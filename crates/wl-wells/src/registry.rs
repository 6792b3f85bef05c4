//! In-memory set of loaded wells, keyed by well name.

use std::collections::{BTreeSet, HashMap};

use thiserror::Error;
use tracing::warn;

use crate::record::WellRecord;

#[derive(Error, Debug, Clone, PartialEq, Eq)]
pub enum RegistryError {
    #[error("Well not found: {0}")]
    NotFound(String),
}

#[derive(Debug, Clone, Copy, PartialEq, Eq)]
pub enum RegisterOutcome {
    Added,
    /// A well with this name was already registered; the new record was discarded.
    Duplicate,
}

/// Owns every loaded `WellRecord`. The first record registered under a name wins.
#[derive(Debug, Default, Clone)]
pub struct WellRegistry {
    wells: Vec<WellRecord>,
    by_name: HashMap<String, usize>,
}

impl WellRegistry {
    pub fn new() -> Self {
        Self::default()
    }

    pub fn register(&mut self, record: WellRecord) -> RegisterOutcome {
        if let Some(&existing) = self.by_name.get(record.name()) {
            warn!(
                well = record.name(),
                kept = %self.wells[existing].source_path().display(),
                ignored = %record.source_path().display(),
                "duplicate well name, keeping the first load"
            );
            return RegisterOutcome::Duplicate;
        }
        self.by_name
            .insert(record.name().to_string(), self.wells.len());
        self.wells.push(record);
        RegisterOutcome::Added
    }

    pub fn get(&self, name: &str) -> Result<&WellRecord, RegistryError> {
        self.by_name
            .get(name)
            .map(|&idx| &self.wells[idx])
            .ok_or_else(|| RegistryError::NotFound(name.to_string()))
    }

    pub fn contains(&self, name: &str) -> bool {
        self.by_name.contains_key(name)
    }

    /// Well names in registration order.
    pub fn all_names(&self) -> Vec<&str> {
        self.wells.iter().map(WellRecord::name).collect()
    }

    pub fn iter(&self) -> impl Iterator<Item = &WellRecord> {
        self.wells.iter()
    }

    /// Sorted union of curve names over all wells.
    pub fn available_curves(&self) -> Vec<String> {
        self.wells
            .iter()
            .flat_map(|w| w.curve_names())
            .collect::<BTreeSet<_>>()
            .into_iter()
            .map(str::to_string)
            .collect()
    }

    pub fn len(&self) -> usize {
        self.wells.len()
    }

    pub fn is_empty(&self) -> bool {
        self.wells.is_empty()
    }
}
============
Exercise instructions — Collect the lines of the records that include the string "Debug".

Exercise result —
#[derive(Error, Debug, Clone, PartialEq, Eq)]
#[derive(Debug, Clone, Copy, PartialEq, Eq)]
#[derive(Debug, Default, Clone)]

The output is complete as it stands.